[Stored items]
==================================================

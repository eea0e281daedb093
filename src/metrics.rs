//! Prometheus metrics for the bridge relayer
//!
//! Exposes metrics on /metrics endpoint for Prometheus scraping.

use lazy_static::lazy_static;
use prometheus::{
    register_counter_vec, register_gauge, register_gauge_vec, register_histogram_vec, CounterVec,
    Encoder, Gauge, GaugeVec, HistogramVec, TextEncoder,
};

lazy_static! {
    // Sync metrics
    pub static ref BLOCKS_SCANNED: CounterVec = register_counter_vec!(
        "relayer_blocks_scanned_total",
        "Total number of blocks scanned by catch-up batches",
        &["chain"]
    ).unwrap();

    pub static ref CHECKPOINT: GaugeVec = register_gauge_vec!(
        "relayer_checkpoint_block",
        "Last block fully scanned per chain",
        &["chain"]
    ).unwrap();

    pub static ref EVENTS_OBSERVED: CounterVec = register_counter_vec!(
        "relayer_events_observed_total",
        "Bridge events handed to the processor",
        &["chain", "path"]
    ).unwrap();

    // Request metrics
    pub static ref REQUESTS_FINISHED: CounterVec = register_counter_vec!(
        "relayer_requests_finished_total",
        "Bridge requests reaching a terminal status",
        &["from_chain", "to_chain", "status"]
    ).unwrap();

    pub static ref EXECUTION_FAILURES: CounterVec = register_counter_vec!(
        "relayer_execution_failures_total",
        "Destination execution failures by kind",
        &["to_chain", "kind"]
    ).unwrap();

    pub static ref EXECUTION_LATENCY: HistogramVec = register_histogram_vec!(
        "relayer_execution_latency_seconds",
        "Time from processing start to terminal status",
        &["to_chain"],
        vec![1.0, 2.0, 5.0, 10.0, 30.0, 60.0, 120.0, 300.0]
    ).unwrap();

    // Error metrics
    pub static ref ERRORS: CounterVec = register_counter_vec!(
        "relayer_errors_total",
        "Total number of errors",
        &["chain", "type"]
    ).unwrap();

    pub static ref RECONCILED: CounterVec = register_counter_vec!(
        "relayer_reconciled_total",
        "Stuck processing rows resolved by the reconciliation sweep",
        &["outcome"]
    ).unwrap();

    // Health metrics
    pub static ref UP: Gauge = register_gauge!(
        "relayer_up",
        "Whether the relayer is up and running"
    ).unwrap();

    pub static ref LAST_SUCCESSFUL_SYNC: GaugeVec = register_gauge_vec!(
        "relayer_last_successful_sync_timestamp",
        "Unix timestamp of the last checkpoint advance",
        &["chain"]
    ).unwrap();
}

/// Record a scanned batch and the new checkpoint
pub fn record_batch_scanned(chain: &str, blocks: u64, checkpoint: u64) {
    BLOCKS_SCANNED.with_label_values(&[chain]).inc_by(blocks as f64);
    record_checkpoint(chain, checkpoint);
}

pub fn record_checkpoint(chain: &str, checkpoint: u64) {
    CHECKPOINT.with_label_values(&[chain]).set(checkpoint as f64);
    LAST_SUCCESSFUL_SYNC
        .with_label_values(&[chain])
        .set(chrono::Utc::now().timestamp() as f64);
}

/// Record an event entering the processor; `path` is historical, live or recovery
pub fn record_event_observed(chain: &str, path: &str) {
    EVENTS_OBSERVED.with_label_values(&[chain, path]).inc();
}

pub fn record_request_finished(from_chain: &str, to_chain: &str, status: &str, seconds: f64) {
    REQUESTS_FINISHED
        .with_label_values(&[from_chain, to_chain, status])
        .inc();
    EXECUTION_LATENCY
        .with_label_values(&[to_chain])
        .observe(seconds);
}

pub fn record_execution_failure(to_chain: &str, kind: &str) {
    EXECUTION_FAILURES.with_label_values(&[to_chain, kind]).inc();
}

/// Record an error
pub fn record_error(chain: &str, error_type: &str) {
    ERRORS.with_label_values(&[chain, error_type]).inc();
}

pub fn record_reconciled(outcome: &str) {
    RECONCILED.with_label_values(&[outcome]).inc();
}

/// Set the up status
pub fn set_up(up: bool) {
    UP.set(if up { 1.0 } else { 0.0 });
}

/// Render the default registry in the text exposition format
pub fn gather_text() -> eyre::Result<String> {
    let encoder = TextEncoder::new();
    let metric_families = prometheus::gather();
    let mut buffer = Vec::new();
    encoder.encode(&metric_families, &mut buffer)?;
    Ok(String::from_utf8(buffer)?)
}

==================================================

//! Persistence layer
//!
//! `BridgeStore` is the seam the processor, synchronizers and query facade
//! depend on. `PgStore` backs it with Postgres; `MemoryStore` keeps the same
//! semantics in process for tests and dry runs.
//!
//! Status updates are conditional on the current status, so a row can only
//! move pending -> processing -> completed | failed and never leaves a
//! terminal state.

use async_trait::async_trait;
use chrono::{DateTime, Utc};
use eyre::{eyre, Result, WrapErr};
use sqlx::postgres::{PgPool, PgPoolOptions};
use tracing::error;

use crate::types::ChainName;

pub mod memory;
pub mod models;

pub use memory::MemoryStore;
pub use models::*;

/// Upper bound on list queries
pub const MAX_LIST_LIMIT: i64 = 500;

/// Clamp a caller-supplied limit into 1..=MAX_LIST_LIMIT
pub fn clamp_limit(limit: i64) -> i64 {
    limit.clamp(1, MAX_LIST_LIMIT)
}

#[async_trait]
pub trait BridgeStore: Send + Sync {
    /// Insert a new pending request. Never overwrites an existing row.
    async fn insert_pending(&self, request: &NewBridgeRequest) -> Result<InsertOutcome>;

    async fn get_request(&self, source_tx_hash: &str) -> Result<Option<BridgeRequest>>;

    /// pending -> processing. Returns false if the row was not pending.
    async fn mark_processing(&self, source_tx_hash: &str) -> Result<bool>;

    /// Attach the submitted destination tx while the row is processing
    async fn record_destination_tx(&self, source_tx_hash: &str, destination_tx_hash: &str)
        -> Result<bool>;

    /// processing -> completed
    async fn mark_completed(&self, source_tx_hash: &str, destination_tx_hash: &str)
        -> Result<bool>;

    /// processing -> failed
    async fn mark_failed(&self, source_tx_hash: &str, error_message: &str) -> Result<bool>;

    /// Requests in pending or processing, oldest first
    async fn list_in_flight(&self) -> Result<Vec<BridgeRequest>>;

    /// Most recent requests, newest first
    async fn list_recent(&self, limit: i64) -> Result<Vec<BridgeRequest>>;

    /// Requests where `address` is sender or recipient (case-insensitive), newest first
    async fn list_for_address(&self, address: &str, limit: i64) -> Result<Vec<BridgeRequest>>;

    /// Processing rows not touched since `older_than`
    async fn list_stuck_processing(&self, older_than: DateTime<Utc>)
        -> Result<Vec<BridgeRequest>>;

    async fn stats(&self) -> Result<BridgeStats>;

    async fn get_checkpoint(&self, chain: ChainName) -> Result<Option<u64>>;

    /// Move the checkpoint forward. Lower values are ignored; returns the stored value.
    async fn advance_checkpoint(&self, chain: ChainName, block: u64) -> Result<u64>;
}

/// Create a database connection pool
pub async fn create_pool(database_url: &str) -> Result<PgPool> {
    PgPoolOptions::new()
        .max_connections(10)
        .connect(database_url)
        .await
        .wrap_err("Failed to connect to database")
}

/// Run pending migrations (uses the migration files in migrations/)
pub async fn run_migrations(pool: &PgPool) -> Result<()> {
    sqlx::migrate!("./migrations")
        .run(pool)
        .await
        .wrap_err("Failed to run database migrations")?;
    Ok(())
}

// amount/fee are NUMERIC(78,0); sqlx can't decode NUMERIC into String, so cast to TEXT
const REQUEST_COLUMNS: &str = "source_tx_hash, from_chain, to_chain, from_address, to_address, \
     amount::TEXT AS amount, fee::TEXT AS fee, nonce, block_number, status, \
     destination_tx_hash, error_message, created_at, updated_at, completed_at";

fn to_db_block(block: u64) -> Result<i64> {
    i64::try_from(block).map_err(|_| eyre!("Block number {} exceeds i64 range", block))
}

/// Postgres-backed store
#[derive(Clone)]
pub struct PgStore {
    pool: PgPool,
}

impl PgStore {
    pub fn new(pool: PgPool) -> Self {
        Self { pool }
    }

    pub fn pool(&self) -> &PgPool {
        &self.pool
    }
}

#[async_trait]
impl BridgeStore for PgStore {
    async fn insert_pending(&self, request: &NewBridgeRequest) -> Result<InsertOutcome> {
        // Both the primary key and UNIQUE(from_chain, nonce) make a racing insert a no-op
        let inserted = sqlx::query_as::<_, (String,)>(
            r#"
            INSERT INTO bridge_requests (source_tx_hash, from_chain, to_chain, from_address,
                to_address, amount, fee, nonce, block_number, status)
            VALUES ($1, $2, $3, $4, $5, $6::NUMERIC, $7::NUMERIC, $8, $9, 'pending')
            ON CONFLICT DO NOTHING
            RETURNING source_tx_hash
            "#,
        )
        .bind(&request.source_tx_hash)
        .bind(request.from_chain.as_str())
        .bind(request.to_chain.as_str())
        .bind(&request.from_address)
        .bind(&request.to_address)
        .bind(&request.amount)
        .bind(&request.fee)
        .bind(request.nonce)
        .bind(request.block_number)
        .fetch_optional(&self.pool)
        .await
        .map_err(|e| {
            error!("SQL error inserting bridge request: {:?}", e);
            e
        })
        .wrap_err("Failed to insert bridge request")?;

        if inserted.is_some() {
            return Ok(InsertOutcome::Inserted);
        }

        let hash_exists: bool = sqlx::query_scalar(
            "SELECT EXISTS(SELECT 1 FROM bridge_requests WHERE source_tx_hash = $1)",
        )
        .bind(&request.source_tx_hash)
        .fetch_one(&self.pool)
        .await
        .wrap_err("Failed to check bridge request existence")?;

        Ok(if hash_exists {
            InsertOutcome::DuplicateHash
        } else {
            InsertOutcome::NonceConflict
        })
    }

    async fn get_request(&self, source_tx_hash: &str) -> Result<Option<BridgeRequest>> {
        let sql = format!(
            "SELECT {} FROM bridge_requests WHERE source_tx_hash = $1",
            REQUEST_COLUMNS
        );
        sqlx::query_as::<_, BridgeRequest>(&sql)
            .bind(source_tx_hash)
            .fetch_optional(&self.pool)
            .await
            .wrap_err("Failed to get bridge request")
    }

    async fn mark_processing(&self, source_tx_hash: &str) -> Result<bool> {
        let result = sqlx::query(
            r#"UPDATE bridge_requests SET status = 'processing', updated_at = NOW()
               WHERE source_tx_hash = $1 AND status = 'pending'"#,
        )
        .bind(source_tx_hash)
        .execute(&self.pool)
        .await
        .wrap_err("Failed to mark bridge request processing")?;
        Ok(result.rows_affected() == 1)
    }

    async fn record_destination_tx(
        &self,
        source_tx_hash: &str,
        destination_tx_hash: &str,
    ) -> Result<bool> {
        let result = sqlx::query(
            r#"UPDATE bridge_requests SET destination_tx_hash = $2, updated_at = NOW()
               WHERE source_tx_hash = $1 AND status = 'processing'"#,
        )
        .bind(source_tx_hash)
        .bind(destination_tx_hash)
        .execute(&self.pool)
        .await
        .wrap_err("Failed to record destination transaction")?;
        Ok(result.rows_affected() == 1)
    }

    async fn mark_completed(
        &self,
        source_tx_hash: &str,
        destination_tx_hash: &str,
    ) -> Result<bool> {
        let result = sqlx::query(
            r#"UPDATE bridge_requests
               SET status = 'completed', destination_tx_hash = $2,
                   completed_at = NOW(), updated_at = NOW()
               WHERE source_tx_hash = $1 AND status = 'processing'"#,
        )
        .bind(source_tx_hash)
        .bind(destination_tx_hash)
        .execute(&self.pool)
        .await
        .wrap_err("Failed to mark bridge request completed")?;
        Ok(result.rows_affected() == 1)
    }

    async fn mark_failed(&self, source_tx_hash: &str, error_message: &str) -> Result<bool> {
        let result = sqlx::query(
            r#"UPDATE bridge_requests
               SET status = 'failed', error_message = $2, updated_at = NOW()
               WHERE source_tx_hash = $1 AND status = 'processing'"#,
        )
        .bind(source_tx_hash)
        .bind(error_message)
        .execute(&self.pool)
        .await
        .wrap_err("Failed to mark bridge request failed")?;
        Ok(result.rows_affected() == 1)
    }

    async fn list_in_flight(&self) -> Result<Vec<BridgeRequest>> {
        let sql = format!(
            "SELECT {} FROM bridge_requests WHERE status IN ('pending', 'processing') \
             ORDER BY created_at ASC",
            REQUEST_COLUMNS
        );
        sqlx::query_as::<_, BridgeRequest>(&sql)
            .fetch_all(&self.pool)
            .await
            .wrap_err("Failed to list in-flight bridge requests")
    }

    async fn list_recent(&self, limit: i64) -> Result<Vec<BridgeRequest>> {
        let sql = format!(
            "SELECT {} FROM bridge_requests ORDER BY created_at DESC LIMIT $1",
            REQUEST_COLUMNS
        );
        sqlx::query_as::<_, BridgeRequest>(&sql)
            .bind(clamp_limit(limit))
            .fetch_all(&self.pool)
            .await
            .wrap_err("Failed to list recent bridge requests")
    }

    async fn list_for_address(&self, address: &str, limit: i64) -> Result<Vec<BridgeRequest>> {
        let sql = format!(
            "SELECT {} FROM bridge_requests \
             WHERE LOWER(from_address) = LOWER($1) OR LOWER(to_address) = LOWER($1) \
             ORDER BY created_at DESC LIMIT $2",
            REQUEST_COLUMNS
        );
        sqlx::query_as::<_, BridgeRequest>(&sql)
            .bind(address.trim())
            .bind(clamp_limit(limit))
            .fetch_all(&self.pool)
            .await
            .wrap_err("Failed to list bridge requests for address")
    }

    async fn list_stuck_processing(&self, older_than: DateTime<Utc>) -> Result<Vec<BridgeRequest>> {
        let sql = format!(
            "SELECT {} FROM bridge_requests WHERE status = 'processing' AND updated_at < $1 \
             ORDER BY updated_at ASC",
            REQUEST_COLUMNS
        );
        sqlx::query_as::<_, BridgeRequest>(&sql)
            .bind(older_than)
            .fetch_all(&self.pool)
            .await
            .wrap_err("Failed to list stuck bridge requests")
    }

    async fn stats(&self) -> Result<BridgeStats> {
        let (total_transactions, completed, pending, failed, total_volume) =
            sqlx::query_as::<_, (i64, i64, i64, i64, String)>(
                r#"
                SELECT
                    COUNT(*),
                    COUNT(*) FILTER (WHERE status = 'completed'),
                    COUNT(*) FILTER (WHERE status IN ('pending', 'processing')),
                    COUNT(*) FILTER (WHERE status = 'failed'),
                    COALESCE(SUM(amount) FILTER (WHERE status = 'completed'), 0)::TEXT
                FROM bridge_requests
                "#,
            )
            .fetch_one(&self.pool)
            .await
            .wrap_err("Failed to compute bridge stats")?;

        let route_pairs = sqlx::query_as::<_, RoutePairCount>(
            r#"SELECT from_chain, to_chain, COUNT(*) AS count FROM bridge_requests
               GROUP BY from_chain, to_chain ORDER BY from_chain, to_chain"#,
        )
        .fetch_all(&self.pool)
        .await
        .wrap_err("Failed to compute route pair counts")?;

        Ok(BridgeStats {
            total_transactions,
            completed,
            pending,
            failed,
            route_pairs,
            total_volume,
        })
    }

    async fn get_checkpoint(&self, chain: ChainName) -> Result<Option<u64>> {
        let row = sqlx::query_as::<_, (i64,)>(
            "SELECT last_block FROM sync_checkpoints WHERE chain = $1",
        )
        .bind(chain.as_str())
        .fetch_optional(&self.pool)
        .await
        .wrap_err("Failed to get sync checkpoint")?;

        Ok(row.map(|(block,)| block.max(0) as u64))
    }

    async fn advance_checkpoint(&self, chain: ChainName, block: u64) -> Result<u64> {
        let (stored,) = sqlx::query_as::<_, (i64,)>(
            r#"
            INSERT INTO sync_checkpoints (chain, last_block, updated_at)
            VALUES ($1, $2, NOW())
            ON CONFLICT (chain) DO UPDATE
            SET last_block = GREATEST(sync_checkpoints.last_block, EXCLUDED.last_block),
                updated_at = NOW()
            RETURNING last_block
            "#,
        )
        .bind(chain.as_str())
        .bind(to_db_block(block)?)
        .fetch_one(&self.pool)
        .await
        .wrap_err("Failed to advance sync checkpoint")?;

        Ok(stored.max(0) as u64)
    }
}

==================================================

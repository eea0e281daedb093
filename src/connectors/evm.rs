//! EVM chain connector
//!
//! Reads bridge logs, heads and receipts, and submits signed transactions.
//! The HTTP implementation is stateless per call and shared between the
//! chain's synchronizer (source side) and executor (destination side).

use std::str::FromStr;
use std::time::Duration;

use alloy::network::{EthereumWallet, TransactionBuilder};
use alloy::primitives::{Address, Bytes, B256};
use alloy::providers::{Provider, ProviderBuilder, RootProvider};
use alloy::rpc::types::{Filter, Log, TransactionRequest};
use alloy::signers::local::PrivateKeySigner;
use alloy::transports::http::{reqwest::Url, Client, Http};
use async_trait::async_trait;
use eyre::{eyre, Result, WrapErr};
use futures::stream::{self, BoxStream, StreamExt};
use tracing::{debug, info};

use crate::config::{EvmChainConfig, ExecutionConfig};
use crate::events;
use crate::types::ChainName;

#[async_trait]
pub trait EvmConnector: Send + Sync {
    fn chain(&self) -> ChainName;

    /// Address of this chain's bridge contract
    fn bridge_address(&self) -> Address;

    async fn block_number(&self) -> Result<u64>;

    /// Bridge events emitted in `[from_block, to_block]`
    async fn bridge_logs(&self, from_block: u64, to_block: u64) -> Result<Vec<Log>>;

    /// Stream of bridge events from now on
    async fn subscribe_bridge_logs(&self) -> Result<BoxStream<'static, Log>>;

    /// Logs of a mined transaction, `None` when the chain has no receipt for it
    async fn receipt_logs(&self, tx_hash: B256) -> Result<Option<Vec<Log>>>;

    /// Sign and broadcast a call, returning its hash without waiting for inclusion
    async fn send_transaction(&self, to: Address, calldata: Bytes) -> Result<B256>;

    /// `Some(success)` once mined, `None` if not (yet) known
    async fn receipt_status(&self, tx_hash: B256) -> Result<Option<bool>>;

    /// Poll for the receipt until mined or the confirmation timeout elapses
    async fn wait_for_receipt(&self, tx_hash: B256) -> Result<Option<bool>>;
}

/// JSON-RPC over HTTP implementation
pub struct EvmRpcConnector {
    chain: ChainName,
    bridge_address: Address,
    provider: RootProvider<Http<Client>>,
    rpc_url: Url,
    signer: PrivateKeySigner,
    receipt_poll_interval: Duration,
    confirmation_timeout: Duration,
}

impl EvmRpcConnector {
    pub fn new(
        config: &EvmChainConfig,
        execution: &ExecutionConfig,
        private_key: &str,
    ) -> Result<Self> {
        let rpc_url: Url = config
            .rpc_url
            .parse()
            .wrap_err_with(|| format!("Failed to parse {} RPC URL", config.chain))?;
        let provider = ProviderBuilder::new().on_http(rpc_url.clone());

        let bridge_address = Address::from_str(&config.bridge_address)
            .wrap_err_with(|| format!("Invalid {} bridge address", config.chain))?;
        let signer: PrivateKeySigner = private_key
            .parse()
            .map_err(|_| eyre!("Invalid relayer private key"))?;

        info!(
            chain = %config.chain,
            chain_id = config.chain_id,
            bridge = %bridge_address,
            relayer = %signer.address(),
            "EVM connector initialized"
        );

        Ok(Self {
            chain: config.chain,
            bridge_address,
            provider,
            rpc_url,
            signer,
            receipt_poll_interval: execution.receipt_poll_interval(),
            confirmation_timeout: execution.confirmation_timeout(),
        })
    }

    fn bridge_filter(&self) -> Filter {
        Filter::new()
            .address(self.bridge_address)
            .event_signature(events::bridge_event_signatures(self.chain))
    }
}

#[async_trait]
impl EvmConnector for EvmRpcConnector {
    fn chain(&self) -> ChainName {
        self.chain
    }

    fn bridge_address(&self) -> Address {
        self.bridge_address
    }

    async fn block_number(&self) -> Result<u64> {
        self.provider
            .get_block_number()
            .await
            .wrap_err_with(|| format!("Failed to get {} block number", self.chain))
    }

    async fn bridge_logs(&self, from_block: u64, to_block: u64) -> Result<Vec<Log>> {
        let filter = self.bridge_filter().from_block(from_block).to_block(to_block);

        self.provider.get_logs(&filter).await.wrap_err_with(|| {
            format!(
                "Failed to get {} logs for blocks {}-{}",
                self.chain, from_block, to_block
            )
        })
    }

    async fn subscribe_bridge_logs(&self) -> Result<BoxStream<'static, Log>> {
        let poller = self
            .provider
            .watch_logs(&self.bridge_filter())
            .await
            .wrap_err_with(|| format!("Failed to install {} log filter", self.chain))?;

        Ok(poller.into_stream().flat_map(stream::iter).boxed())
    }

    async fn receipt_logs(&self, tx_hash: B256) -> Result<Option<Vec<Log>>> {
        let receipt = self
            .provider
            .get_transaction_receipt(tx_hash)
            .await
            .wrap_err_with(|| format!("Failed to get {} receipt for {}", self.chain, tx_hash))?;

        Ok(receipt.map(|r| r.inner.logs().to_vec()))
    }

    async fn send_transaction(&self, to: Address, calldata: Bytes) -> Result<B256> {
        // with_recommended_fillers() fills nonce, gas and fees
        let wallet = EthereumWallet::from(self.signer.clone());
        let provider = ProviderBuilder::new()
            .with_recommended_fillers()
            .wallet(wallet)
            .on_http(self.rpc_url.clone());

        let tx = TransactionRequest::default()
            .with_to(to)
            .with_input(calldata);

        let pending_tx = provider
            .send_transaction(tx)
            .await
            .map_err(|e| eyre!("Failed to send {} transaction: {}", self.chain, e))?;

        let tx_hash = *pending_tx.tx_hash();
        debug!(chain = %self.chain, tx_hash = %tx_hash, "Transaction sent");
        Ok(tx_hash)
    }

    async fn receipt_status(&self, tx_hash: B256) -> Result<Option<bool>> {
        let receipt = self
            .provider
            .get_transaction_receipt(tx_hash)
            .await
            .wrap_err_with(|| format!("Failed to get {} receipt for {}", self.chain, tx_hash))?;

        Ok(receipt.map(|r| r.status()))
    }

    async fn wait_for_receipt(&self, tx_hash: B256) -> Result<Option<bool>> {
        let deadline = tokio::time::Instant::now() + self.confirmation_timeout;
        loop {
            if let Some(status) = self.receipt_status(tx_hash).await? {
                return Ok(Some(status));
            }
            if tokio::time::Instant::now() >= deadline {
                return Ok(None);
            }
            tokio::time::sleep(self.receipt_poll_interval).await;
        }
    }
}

==================================================

# TASK OBJECTIVE
For each line in the records that holds "PgStore", show that line as it stands.

# WRITTEN ANSWER
//! depend on. `PgStore` backs it with Postgres; `MemoryStore` keeps the same
pub struct PgStore {
impl PgStore {
impl BridgeStore for PgStore {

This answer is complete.